David Hardtke's Blog

Home Feature Tour About Privacy Blog

The Real-Time Web is Dying (if it was ever alive)

When I started working on Stinky Teddy in 2009, there was much activity in the real-time web search space. Real-time search, in a nutshell, aims to surface digital content that humans are posting as soon as it is posted. Twitter Search is the leader in the field, but they only index results from Twitter updates. A few brave startups tried to index wider swaths of the real-time web, including rss feeds, blogs posts, blog comments, and other social netwoks (identi.ca, for instance). Notable amongst these startups were Scoopler, OneRiot, and Collecta. Stinky Teddy is a metasearch engine that uses real-time conversations to figure out what content (new or old, text, image or video) might be important to a web searcher at the moment of their search. The real-time search engines do the hard work for me by indexing these conversations and presenting the data to me contextual analysis.

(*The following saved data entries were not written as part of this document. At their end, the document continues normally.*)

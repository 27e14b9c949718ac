use thiserror::Error;

/// Library-local result type.
pub type Result<T> = std::result::Result<T, GuardError>;

/// Failure of a catalog query or DDL statement against the live schema.
#[derive(Debug, Error)]
pub enum CatalogError {
    #[error(transparent)]
    Db(#[from] sea_orm::DbErr),

    /// The catalog could not be reached or returned an unusable answer.
    #[error("catalog unavailable: {0}")]
    Unavailable(String),
}

/// Configuration loading and validation errors.
#[derive(Debug, Error)]
pub enum ConfigError {
    #[error("config file does not exist: {0}")]
    MissingFile(String),

    #[error("failed to load configuration")]
    Load(#[from] Box<figment::Error>),

    #[error("invalid identifier for {field}: '{value}' (expected [a-z_][a-z0-9_]*, at most 63 bytes)")]
    InvalidIdentifier { field: &'static str, value: String },

    #[error("invalid configuration: {0}")]
    Invalid(String),

    #[error("database.dsn is not set (use --dsn, SHOPGUARD__DATABASE__DSN or the config file)")]
    MissingDsn,
}

/// Typed error for installer, verifier and connection helpers.
#[derive(Debug, Error)]
pub enum GuardError {
    /// A shared trigger function could not be created; nothing that depends
    /// on it can be bound.
    #[error("failed to create shared function '{function}'")]
    SharedFunction {
        function: &'static str,
        #[source]
        source: CatalogError,
    },

    #[error("unsupported DSN '{0}': only postgres:// and postgresql:// are supported")]
    UnsupportedDsn(String),

    #[error(transparent)]
    Catalog(#[from] CatalogError),

    #[error(transparent)]
    Config(#[from] ConfigError),

    #[error(transparent)]
    Sqlx(#[from] sqlx::Error),
}

impl From<figment::Error> for ConfigError {
    fn from(e: figment::Error) -> Self {
        Self::Load(Box::new(e))
    }
}

#[cfg(test)]
#[cfg_attr(coverage_nightly, coverage(off))]
mod tests {
    use super::*;
    use std::error::Error as _;

    #[test]
    fn shared_function_error_exposes_cause_once() {
        let err = GuardError::SharedFunction {
            function: "prevent_shop_id_change",
            source: CatalogError::Unavailable("permission denied for schema public".to_owned()),
        };
        assert_eq!(
            err.to_string(),
            "failed to create shared function 'prevent_shop_id_change'"
        );
        let cause = err.source().map(ToString::to_string);
        assert_eq!(
            cause.as_deref(),
            Some("catalog unavailable: permission denied for schema public")
        );
    }

    #[test]
    fn load_error_keeps_details_in_source() {
        let err = ConfigError::from(figment::Error::from("bad yaml".to_owned()));
        assert_eq!(err.to_string(), "failed to load configuration");
        assert!(err.source().is_some_and(|s| s.to_string().contains("bad yaml")));
    }
}
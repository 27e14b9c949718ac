//! Installs the tenant invariants.
//!
//! Every table and constraint is applied independently and reported as its
//! own [`InstallStep`], so one table's failure never hides the state of the
//! others. Only failure to create a shared trigger function aborts a call,
//! because nothing bound to it could work.
//!
//! All DDL is create-or-replace or drop-then-create, so the installer can be
//! re-run at any time (including after an interrupted run).

use std::collections::BTreeSet;
use std::fmt;

use serde::Serialize;
use tracing::{info, warn};

use crate::TENANT_COLUMN;
use crate::catalog::{SchemaCatalog, SchemaExecutor};
use crate::config::GuardConfig;
use crate::ddl::{
    AUDIT_FUNCTION, AUDIT_TRIGGER, AuditWrite, DBLINK_EXTENSION, Ddl, IMMUTABILITY_FUNCTION,
    IMMUTABILITY_TRIGGER, QualifiedName, TriggerFunction,
};
use crate::error::{CatalogError, GuardError, Result};
use crate::policy::PrivilegedRole;

/// Control category a step belongs to.
#[derive(Debug, Clone, Copy, PartialEq, Eq, Serialize)]
#[serde(rename_all = "snake_case")]
pub enum ControlCategory {
    Immutability,
    Ownership,
    Auditing,
}

impl fmt::Display for ControlCategory {
    fn fmt(&self, f: &mut fmt::Formatter<'_>) -> fmt::Result {
        f.pad(match self {
            Self::Immutability => "immutability",
            Self::Ownership => "ownership",
            Self::Auditing => "auditing",
        })
    }
}

/// Why a step was deliberately not applied.
#[derive(Debug, Clone, PartialEq, Eq, Serialize)]
#[serde(tag = "reason", rename_all = "snake_case")]
pub enum SkipReason {
    /// Existing rows already violate the constraint; installing it underneath
    /// them is refused.
    LegacyViolations { role: PrivilegedRole, count: i64 },
    /// The table does not exist or has no `shop_id` column.
    TableMissing,
    /// The `dblink` extension could not be created; audit rows are written
    /// inline and roll back with the rejected statement.
    ExtensionUnavailable { error: String },
    /// `dblink` exists but the loopback connection was refused, typically
    /// because a non-superuser connected without a password.
    LoopbackUnavailable { error: String },
    /// The table is audited but not protected by the immutability trigger.
    NotProtected,
}

impl fmt::Display for SkipReason {
    fn fmt(&self, f: &mut fmt::Formatter<'_>) -> fmt::Result {
        match self {
            Self::LegacyViolations { role, count } => write!(
                f,
                "{count} existing '{role}' row(s) have no {TENANT_COLUMN}; constraint deferred"
            ),
            Self::TableMissing => write!(f, "table missing or has no {TENANT_COLUMN} column"),
            Self::ExtensionUnavailable { error } => write!(
                f,
                "{DBLINK_EXTENSION} unavailable ({error}); audit rows will not survive rejected statements"
            ),
            Self::LoopbackUnavailable { error } => write!(
                f,
                "loopback connection refused ({error}); audit rows will not survive rejected \
                 statements. Set audit.loopback_conninfo with a password for non-superusers"
            ),
            Self::NotProtected => write!(
                f,
                "table has no immutability trigger; auditing it would record changes that succeed"
            ),
        }
    }
}

/// Outcome of one independent installation step.
#[derive(Debug, Clone, PartialEq, Eq, Serialize)]
#[serde(tag = "status", rename_all = "snake_case")]
pub enum StepOutcome {
    Applied,
    AlreadyPresent,
    Skipped(SkipReason),
    Failed { error: String },
}

impl StepOutcome {
    #[must_use]
    pub fn is_ok(&self) -> bool {
        matches!(self, Self::Applied | Self::AlreadyPresent)
    }
}

#[derive(Debug, Clone, PartialEq, Eq, Serialize)]
pub struct InstallStep {
    pub category: ControlCategory,
    /// Object acted on, e.g. `public.customers` or `users_owner_requires_shop`.
    pub target: String,
    pub outcome: StepOutcome,
}

/// Ordered record of every step of an install or removal run.
#[derive(Debug, Clone, Default, PartialEq, Eq, Serialize)]
pub struct InstallReport {
    pub steps: Vec<InstallStep>,
}

impl InstallReport {
    fn record(&mut self, category: ControlCategory, object: impl fmt::Display, outcome: StepOutcome) {
        let object = object.to_string();
        match &outcome {
            StepOutcome::Applied => info!(%category, %object, "applied"),
            StepOutcome::AlreadyPresent => info!(%category, %object, "already present"),
            StepOutcome::Skipped(reason) => {
                warn!(target: "security", %category, %object, %reason, "step skipped");
            }
            StepOutcome::Failed { error } => {
                warn!(target: "security", %category, %object, %error, "step failed");
            }
        }
        self.steps.push(InstallStep {
            category,
            target: object,
            outcome,
        });
    }

    pub fn merge(&mut self, other: Self) {
        self.steps.extend(other.steps);
    }

    pub fn failed(&self) -> impl Iterator<Item = &InstallStep> {
        self.steps
            .iter()
            .filter(|s| matches!(s.outcome, StepOutcome::Failed { .. }))
    }

    pub fn skipped(&self) -> impl Iterator<Item = (&InstallStep, &SkipReason)> {
        self.steps.iter().filter_map(|s| match &s.outcome {
            StepOutcome::Skipped(reason) => Some((s, reason)),
            _ => None,
        })
    }

    /// Role constraints deferred because of legacy rows, with their count.
    pub fn deferred_roles(&self) -> impl Iterator<Item = (PrivilegedRole, i64)> + '_ {
        self.skipped().filter_map(|(_, reason)| match reason {
            SkipReason::LegacyViolations { role, count } => Some((*role, *count)),
            _ => None,
        })
    }

    /// Number of steps that ended applied or already present.
    #[must_use]
    pub fn ok_count(&self) -> usize {
        self.steps.iter().filter(|s| s.outcome.is_ok()).count()
    }

    /// Turn a run aborted on a shared function into a one-step report, so
    /// the caller can still verify and print remediation.
    ///
    /// # Errors
    /// Returns `err` unchanged unless it is [`GuardError::SharedFunction`].
    pub fn from_abort(err: GuardError, schema: &str) -> Result<Self> {
        let GuardError::SharedFunction { function, source } = err else {
            return Err(err);
        };
        let category = if function == AUDIT_FUNCTION {
            ControlCategory::Auditing
        } else {
            ControlCategory::Immutability
        };
        let mut report = Self::default();
        report.record(
            category,
            QualifiedName::new(schema, function),
            failed(source),
        );
        Ok(report)
    }
}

Sadly, today is the final day for the Collecta API, so I'm entirely dependent on Twitter (for now) to figure out the pulse of the web. Oneriot shut down in October, and the Scoopler team has moved onto celebrity spotting. The problem, of course, is that nobody has found a sustainable business model around indexing and searching the public portions of the real-time web. There is a market for this sort of data. Gnip is now in the business of collecting and selling real-time information, including some of the stuff sitting behind the dreaded nofollow wall (Twitter, Facebook, YouTube). I'm still hoping that at some point Bing adds their social feed to their public APIs.

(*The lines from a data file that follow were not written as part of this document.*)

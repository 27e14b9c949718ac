//! Typed DDL for every object the installer creates or drops.
//!
//! Statements are built as [`Ddl`] values and rendered to SQL only at the
//! executor boundary, which keeps installer logic testable against an
//! in-memory executor.

use std::fmt;

use serde::Serialize;

use crate::TENANT_COLUMN;
use crate::policy::{IMMUTABLE_SQLSTATE, IMMUTABLE_TAG, PrivilegedRole, VIOLATION_ACTION};

/// Shared write-once trigger function.
pub const IMMUTABILITY_FUNCTION: &str = "prevent_shop_id_change";

/// Shared audit trigger function.
pub const AUDIT_FUNCTION: &str = "audit_shop_id_change_attempt";

/// Per-table immutability trigger name.
pub const IMMUTABILITY_TRIGGER: &str = "trg_shop_id_immutable";

/// Per-table audit trigger name. PostgreSQL fires same-event triggers in name
/// order, so this must sort before [`IMMUTABILITY_TRIGGER`].
pub const AUDIT_TRIGGER: &str = "trg_shop_id_audit";

/// `LIKE` pattern matching the immutability trigger on every table.
pub const IMMUTABILITY_TRIGGER_PATTERN: &str = "trg_shop_id_immutable%";

/// Extension providing the loopback connection used for durable audit rows.
pub const DBLINK_EXTENSION: &str = "dblink";

/// Fixed tags written with every audit record.
pub const AUDIT_CATEGORY: &str = "security";
pub const AUDIT_SEVERITY: &str = "critical";

/// Quote an identifier for PostgreSQL.
#[must_use]
pub fn quote_ident(ident: &str) -> String {
    format!("\"{}\"", ident.replace('"', "\"\""))
}

/// Quote a string literal for PostgreSQL.
#[must_use]
pub fn quote_literal(value: &str) -> String {
    format!("'{}'", value.replace('\'', "''"))
}

/// Schema-qualified relation or function name.
#[derive(Debug, Clone, PartialEq, Eq, Hash, PartialOrd, Ord, Serialize)]
pub struct QualifiedName {
    pub schema: String,
    pub name: String,
}

impl QualifiedName {
    #[must_use]
    pub fn new(schema: &str, name: &str) -> Self {
        Self {
            schema: schema.to_owned(),
            name: name.to_owned(),
        }
    }

    /// `"schema"."name"`
    #[must_use]
    pub fn quoted(&self) -> String {
        format!("{}.{}", quote_ident(&self.schema), quote_ident(&self.name))
    }
}

impl fmt::Display for QualifiedName {
    fn fmt(&self, f: &mut fmt::Formatter<'_>) -> fmt::Result {
        write!(f, "{}.{}", self.schema, self.name)
    }
}

/// How the audit function writes its record.
#[derive(Debug, Clone, PartialEq, Eq)]
pub enum AuditWrite {
    /// Through `dblink_exec` on a loopback connection: an autonomous
    /// transaction that commits even though the rejected statement rolls back.
    /// Falls back to an inline write if the loopback connection fails.
    Autonomous { conninfo: Option<String> },
    /// Plain insert in the caller's transaction.
    Inline,
}

/// Body of one of the two shared trigger functions.
#[derive(Debug, Clone, PartialEq, Eq)]
pub enum TriggerFunction {
    Immutability {
        function: QualifiedName,
    },
    Audit {
        function: QualifiedName,
        sink: QualifiedName,
        write: AuditWrite,
    },
}

impl TriggerFunction {
    #[must_use]
    pub fn name(&self) -> &QualifiedName {
        match self {
            Self::Immutability { function } | Self::Audit { function, .. } => function,
        }
    }

    fn body(&self) -> String {
        match self {
            Self::Immutability { .. } => immutability_body(),
            Self::Audit { sink, write, .. } => audit_body(sink, write),
        }
    }
}

/// One schema-mutating statement.
#[derive(Debug, Clone, PartialEq, Eq)]
pub enum Ddl {
    CreateExtension {
        name: &'static str,
    },
    CreateFunction(TriggerFunction),
    DropFunction {
        function: QualifiedName,
    },
    CreateTrigger {
        table: QualifiedName,
        trigger: &'static str,
        function: QualifiedName,
    },
    DropTrigger {
        table: QualifiedName,
        trigger: &'static str,
    },
    AddOwnershipConstraint {
        table: QualifiedName,
        role_column: String,
        role: PrivilegedRole,
    },
    DropConstraint {
        table: QualifiedName,
        name: String,
    },
}

impl Ddl {
    #[must_use]
    pub fn to_sql(&self) -> String {
        match self {
            Self::CreateExtension { name } => {
                format!("CREATE EXTENSION IF NOT EXISTS {}", quote_ident(name))
            }
            Self::CreateFunction(function) => format!(
                "CREATE OR REPLACE FUNCTION {}()\nRETURNS trigger\nLANGUAGE plpgsql\nAS $shopguard$\n{}$shopguard$",
                function.name().quoted(),
                function.body()
            ),
            Self::DropFunction { function } => {
                format!("DROP FUNCTION IF EXISTS {}() CASCADE", function.quoted())
            }
            Self::CreateTrigger {
                table,
                trigger,
                function,
            } => format!(
                "CREATE TRIGGER {} BEFORE UPDATE ON {} FOR EACH ROW EXECUTE FUNCTION {}()",
                quote_ident(trigger),
                table.quoted(),
                function.quoted()
            ),
            Self::DropTrigger { table, trigger } => format!(
                "DROP TRIGGER IF EXISTS {} ON {}",
                quote_ident(trigger),
                table.quoted()
            ),
            Self::AddOwnershipConstraint {
                table,
                role_column,
                role,
            } => format!(
                "ALTER TABLE {} ADD CONSTRAINT {} CHECK ({} <> {} OR {} IS NOT NULL)",
                table.quoted(),
                quote_ident(&role.constraint_name(&table.name)),
                quote_ident(role_column),
                quote_literal(role.as_str()),
                quote_ident(TENANT_COLUMN)
            ),
            Self::DropConstraint { table, name } => format!(
                "ALTER TABLE IF EXISTS {} DROP CONSTRAINT IF EXISTS {}",
                table.quoted(),
                quote_ident(name)
            ),
        }
    }
}

impl fmt::Display for Ddl {
    fn fmt(&self, f: &mut fmt::Formatter<'_>) -> fmt::Result {
        f.write_str(&self.to_sql())
    }
}

/// The write-once predicate shared by both trigger functions.
fn violation_predicate() -> String {
    format!("OLD.{TENANT_COLUMN} IS NOT NULL AND NEW.{TENANT_COLUMN} IS DISTINCT FROM OLD.{TENANT_COLUMN}")
}

fn immutability_body() -> String {
    let predicate = violation_predicate();
    format!(
        r"BEGIN
    IF {predicate} THEN
        RAISE EXCEPTION '{IMMUTABLE_TAG}: {TENANT_COLUMN} of %.% row % cannot change from % to %',
            TG_TABLE_SCHEMA, TG_TABLE_NAME, to_jsonb(OLD) ->> 'id',
            OLD.{TENANT_COLUMN}, coalesce(NEW.{TENANT_COLUMN}::text, 'NULL')
            USING ERRCODE = '{IMMUTABLE_SQLSTATE}',
                  HINT = '{TENANT_COLUMN} is write-once; create the record under the target shop instead';
    END IF;
    RETURN NEW;
END;
"
    )
}

/// SQL expression for the loopback connection string. Without an explicit
/// `conninfo` the connection goes to `current_database()` as `current_user`
/// over the local socket, which only authenticates for superusers.
#[must_use]
pub fn loopback_conninfo_expr(conninfo: Option<&str>) -> String {
    conninfo.map_or_else(
        || "format('dbname=%s user=%s', current_database(), current_user)".to_owned(),
        quote_literal,
    )
}

/// Opens the loopback connection once and runs a no-op through it.
#[must_use]
pub fn loopback_check_sql(conninfo: Option<&str>) -> String {
    format!(
        "SELECT dblink_exec({}, 'SELECT 1') AS status",
        loopback_conninfo_expr(conninfo)
    )
}

fn audit_body(sink: &QualifiedName, write: &AuditWrite) -> String {
    let predicate = violation_predicate();
    let sink_schema = quote_literal(&sink.schema);
    let sink_table = quote_literal(&sink.name);
    let write_stmt = match write {
        AuditWrite::Inline => "EXECUTE v_sql;".to_owned(),
        AuditWrite::Autonomous { conninfo } => {
            let conninfo = loopback_conninfo_expr(conninfo.as_deref());
            format!(
                r"BEGIN
            PERFORM dblink_exec({conninfo}, v_sql);
        EXCEPTION WHEN OTHERS THEN
            RAISE WARNING 'shopguard: autonomous audit write failed (%), writing inline', SQLERRM;
            EXECUTE v_sql;
        END;"
            )
        }
    };
    format!(
        r"DECLARE
    v_record_id text := to_jsonb(OLD) ->> 'id';
    v_details jsonb;
    v_sql text;
BEGIN
    IF {predicate} THEN
        v_details := jsonb_build_object(
            'schema', TG_TABLE_SCHEMA,
            'table', TG_TABLE_NAME,
            'old_shop_id', OLD.{TENANT_COLUMN},
            'attempted_shop_id', NEW.{TENANT_COLUMN});
        v_sql := format(
            'INSERT INTO %I.%I (category, action, entity_type, entity_id, description, details, severity) '
            'VALUES (%L, %L, %L, %L, %L, %L::jsonb, %L)',
            {sink_schema}, {sink_table},
            '{AUDIT_CATEGORY}', '{VIOLATION_ACTION}', TG_TABLE_NAME, v_record_id,
            format('Attempt to change {TENANT_COLUMN} on %s.%s row %s from %s to %s',
                   TG_TABLE_SCHEMA, TG_TABLE_NAME, coalesce(v_record_id, '?'),
                   OLD.{TENANT_COLUMN}, coalesce(NEW.{TENANT_COLUMN}::text, 'NULL')),
            v_details::text,
            '{AUDIT_SEVERITY}');
        {write_stmt}
    END IF;
    RETURN NEW;
END;
"
    )
}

Recently, Wired had the provocative article The Web is Dead that explained how the open web was giving way to walled gardens and apps. Unfortunately, the real-time web, in the sense of a "web" that is both open and searchable, never made it out of its infancy.


OneRiot, R.I.P.

Stinky Teddy is a meta-search engine that utilizes search feeds from multiple search providers. The glue that brings it all together are the so-called real-time search engines. Using data from these real-time search engines I can figure out how people are using words and phrases in their current online conversations.

Twitter is an invaluable resources for this real-time data as it is the largest available source for real-time user generated content. I highlight the word available because Facebook does not provide access to their users' real-time status updates. The one drawback of Twitter is that the contributers (Tweeters) are a highly biased sample of humanity, mostly techies and narcissists. Normal people don't tweet -- most average Joes and Janes on Twitter don't have enough real followers to justify the effort it takes to send out a Tweet (do you talk out loud when nobody is around to hear you?). Twitter by itself generally does not allow me to figure out what is important to "real" people.

So it was with great sadness that I read this week about the discontinuation of the OneRiot real-time search API. Technically they are launching their new Advertising Network, but hidden somewhere in the announcement is the demise of the search engine and search API.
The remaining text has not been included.